- Data:
=-=-=

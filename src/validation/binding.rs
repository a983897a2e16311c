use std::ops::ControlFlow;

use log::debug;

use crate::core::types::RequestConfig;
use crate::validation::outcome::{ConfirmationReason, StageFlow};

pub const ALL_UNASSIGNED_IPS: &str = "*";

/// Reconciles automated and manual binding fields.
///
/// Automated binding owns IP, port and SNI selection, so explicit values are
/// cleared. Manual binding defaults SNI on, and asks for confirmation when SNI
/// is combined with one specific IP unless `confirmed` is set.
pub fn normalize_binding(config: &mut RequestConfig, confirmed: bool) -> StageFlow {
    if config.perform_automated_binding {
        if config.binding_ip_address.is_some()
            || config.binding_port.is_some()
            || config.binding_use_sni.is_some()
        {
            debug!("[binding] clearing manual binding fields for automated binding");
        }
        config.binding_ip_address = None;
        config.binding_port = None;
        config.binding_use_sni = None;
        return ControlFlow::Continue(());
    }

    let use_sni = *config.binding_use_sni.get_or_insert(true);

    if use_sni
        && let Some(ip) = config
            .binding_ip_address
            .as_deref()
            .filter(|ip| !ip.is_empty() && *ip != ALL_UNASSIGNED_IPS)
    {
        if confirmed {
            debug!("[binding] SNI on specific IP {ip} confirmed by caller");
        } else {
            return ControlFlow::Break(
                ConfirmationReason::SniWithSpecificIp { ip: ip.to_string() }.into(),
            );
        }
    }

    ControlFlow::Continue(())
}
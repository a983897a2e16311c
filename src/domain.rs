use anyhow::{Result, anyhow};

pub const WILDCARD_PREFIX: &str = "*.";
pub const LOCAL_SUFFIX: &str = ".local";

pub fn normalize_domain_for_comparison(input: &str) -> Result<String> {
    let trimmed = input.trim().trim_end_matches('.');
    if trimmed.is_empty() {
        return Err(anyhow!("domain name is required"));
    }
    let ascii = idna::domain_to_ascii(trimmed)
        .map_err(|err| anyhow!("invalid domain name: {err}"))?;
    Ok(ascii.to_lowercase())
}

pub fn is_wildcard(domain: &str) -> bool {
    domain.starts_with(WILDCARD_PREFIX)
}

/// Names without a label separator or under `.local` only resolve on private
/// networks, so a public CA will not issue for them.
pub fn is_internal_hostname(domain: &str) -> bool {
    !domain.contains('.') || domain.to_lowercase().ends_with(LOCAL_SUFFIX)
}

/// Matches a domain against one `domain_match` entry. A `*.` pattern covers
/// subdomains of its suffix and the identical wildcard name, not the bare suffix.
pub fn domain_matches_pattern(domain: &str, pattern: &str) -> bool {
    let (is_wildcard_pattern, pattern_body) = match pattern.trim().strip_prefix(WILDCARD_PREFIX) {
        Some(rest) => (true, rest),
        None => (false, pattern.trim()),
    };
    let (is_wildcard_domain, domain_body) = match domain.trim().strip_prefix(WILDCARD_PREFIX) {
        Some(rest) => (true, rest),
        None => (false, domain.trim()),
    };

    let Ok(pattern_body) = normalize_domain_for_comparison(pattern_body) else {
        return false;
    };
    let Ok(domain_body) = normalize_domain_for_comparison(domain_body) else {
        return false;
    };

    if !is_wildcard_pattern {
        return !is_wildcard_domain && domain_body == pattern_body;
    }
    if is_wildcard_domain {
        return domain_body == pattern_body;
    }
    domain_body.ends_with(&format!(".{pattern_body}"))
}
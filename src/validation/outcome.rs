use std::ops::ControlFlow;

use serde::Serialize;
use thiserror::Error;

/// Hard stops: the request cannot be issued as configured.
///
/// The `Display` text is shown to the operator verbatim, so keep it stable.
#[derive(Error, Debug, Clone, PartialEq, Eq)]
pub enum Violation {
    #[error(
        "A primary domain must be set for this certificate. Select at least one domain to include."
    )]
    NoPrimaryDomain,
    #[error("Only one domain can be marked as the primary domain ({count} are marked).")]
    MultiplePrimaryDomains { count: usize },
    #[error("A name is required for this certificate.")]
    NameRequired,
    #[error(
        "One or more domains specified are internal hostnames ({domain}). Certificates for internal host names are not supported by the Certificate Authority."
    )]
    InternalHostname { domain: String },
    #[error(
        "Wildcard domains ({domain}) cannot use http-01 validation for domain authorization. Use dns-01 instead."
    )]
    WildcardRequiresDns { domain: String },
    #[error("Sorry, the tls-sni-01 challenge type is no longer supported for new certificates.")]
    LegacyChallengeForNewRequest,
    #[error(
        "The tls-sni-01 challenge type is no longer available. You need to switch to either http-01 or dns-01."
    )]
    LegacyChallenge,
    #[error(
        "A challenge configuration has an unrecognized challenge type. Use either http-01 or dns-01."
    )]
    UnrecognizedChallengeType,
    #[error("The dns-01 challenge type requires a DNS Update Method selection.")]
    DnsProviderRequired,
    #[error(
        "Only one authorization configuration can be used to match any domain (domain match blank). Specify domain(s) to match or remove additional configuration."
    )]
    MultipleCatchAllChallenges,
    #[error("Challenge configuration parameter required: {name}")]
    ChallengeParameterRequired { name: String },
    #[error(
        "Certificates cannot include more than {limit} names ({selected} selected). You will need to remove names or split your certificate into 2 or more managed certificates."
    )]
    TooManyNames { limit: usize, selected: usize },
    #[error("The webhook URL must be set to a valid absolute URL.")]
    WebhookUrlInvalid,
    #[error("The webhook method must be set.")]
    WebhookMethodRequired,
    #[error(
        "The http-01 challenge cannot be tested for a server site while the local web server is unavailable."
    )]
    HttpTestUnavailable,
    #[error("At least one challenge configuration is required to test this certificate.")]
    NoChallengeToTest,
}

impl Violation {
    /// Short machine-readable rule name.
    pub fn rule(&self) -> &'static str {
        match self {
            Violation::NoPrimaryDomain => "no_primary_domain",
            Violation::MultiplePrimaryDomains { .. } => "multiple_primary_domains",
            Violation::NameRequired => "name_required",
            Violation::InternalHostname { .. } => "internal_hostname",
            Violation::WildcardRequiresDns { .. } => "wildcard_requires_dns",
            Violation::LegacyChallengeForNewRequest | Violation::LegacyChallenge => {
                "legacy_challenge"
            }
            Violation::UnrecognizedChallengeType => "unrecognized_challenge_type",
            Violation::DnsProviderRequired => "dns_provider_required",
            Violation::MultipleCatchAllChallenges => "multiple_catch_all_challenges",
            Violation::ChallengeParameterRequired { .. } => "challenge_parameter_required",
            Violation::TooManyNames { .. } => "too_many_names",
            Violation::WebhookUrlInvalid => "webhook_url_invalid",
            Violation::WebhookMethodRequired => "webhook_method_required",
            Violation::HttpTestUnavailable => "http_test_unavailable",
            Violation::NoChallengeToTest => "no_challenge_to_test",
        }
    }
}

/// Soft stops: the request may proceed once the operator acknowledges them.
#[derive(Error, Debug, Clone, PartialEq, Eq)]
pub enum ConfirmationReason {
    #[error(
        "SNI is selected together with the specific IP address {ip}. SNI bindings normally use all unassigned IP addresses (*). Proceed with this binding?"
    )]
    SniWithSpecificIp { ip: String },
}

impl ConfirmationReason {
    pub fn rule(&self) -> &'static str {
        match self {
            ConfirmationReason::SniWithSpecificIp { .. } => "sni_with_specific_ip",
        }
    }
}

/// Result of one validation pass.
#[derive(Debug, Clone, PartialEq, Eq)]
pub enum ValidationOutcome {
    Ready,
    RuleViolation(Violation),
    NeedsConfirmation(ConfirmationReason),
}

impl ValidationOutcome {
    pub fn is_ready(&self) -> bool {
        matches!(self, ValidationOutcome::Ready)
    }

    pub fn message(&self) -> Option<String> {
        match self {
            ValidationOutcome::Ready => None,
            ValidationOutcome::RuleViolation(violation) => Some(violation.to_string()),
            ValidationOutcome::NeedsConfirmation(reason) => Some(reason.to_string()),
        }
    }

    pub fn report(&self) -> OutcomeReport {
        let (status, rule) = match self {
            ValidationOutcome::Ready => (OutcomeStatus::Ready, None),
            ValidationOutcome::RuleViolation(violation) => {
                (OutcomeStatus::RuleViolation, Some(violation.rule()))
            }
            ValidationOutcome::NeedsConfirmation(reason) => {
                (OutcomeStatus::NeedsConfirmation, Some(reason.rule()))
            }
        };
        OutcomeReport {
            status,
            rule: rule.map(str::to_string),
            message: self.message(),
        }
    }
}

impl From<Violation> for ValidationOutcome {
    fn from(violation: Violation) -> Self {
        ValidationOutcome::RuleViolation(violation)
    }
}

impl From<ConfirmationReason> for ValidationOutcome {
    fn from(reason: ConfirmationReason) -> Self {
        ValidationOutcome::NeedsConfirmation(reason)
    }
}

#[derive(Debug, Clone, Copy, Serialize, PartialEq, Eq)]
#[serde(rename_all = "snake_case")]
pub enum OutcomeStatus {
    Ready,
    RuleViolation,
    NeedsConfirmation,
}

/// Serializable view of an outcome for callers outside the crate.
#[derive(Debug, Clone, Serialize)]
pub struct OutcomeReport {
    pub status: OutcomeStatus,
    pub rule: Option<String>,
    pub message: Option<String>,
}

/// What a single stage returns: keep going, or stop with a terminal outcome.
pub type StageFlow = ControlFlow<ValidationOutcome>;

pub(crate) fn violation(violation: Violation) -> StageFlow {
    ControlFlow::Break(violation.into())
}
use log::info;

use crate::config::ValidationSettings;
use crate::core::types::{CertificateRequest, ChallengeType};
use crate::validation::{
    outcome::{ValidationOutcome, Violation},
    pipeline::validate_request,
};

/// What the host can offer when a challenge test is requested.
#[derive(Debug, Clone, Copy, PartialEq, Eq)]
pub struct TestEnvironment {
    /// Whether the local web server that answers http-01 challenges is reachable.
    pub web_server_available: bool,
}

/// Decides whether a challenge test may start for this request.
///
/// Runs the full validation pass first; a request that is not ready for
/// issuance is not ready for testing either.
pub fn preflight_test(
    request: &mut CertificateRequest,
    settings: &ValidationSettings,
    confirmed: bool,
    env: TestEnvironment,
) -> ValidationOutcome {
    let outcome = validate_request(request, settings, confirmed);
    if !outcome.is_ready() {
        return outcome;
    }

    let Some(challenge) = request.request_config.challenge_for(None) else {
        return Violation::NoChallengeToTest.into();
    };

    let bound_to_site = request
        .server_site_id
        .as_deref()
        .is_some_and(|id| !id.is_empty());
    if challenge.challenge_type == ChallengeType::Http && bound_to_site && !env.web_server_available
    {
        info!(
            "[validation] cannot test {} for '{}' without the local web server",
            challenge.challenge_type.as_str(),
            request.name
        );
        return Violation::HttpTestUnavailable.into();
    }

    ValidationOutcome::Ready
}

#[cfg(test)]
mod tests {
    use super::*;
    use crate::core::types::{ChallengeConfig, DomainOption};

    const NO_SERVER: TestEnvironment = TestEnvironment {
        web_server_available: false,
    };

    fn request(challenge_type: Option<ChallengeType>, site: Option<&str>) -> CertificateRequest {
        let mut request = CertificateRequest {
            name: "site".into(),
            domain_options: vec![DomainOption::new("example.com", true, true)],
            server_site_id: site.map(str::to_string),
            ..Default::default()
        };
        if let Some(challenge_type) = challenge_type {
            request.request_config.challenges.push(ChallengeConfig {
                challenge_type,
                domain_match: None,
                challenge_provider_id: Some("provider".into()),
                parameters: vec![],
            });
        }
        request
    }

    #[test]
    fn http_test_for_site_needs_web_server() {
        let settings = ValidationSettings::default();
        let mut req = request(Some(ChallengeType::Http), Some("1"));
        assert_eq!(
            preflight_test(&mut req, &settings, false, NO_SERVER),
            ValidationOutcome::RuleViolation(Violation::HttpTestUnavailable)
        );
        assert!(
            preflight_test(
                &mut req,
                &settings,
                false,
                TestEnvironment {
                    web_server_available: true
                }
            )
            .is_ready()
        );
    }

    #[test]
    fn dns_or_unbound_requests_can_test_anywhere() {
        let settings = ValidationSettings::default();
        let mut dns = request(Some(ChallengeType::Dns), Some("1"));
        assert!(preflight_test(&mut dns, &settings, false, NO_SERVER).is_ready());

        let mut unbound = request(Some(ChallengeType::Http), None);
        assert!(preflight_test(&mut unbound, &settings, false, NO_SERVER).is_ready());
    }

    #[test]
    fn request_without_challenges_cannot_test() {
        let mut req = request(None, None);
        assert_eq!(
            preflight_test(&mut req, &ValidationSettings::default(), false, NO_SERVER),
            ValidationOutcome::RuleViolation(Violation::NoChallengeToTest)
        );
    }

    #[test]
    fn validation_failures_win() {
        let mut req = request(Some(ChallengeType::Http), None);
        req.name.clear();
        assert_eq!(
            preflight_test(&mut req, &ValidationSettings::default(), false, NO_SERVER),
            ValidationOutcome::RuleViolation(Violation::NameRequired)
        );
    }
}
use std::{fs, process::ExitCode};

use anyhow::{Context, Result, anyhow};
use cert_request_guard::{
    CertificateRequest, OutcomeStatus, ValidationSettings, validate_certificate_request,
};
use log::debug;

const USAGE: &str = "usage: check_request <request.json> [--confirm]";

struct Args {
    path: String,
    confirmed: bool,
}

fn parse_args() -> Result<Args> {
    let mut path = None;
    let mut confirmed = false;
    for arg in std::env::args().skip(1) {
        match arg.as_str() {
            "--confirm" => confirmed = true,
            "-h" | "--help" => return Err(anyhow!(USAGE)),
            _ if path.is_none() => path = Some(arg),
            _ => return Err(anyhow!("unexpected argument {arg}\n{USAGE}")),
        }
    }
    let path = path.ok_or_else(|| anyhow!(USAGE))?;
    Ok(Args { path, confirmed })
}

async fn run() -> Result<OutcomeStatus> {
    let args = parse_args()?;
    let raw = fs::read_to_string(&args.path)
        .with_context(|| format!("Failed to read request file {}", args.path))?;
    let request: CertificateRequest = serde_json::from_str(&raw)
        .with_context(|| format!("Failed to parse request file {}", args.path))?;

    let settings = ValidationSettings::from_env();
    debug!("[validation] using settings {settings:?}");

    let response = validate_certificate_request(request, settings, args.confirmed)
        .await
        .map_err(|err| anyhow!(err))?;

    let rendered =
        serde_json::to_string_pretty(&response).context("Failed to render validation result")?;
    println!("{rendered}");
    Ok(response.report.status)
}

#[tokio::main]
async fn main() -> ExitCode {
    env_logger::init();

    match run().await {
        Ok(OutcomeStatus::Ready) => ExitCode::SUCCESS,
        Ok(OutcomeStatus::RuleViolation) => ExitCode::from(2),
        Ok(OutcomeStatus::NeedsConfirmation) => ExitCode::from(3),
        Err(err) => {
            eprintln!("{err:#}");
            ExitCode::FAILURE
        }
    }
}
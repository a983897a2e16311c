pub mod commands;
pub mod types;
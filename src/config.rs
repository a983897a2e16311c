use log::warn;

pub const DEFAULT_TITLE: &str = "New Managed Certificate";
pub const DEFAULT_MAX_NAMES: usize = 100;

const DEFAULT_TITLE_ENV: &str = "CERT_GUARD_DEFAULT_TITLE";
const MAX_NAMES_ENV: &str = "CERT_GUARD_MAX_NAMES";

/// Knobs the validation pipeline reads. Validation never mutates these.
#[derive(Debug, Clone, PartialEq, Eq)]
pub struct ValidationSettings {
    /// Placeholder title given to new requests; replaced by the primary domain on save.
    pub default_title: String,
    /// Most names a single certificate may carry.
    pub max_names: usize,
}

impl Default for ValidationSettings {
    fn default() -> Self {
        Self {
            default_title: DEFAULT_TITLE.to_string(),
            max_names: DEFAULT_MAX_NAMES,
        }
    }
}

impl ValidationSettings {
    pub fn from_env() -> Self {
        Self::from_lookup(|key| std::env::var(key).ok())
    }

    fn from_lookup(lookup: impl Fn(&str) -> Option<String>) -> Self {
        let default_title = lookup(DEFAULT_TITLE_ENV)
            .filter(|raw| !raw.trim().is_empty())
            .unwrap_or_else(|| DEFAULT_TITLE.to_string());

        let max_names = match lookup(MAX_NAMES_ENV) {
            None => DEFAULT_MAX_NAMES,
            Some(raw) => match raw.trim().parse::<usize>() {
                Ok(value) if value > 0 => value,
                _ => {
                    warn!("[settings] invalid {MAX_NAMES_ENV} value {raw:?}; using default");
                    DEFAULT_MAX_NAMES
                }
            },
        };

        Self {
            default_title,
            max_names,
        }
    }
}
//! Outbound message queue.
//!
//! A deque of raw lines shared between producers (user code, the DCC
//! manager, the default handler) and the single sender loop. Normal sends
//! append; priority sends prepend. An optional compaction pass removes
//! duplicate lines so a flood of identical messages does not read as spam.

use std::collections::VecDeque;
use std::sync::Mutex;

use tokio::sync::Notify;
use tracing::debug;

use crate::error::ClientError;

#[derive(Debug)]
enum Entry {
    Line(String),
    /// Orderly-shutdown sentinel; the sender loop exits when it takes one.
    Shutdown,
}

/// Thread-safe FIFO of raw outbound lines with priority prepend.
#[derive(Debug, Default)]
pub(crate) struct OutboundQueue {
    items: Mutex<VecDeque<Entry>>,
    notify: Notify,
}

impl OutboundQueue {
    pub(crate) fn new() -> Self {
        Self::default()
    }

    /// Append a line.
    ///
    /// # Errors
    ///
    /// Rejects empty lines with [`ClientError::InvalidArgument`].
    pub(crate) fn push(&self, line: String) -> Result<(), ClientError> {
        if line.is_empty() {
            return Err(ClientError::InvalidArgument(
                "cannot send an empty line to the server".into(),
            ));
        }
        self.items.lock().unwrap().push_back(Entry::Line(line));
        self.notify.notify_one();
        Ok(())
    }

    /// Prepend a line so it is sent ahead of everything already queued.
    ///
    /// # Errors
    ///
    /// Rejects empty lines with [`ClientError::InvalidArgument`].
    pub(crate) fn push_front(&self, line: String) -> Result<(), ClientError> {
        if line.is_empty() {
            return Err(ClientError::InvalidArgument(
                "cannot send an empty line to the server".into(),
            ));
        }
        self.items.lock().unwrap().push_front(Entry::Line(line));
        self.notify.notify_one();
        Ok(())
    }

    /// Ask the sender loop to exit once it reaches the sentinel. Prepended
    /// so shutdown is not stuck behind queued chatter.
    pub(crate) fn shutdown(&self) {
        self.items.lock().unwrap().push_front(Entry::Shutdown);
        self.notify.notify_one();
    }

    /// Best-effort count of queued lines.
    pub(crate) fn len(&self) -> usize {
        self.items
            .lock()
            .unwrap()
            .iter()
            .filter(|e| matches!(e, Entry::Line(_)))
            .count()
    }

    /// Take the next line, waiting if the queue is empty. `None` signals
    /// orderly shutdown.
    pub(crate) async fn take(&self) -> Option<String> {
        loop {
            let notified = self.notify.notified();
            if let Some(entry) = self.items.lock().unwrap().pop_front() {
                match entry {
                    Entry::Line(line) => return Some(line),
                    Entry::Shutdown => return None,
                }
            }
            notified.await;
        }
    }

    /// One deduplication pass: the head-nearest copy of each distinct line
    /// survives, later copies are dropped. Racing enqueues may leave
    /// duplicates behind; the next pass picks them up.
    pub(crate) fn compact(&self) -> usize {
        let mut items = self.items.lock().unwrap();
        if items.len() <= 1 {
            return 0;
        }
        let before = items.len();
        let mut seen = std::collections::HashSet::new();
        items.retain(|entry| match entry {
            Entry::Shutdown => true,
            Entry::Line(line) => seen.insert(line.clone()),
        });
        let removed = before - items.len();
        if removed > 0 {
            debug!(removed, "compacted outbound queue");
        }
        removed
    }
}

=-=-=

- Task requirements:
Using the data above, work out how many lines include the word "true" and give only that number.

- Answer space:
7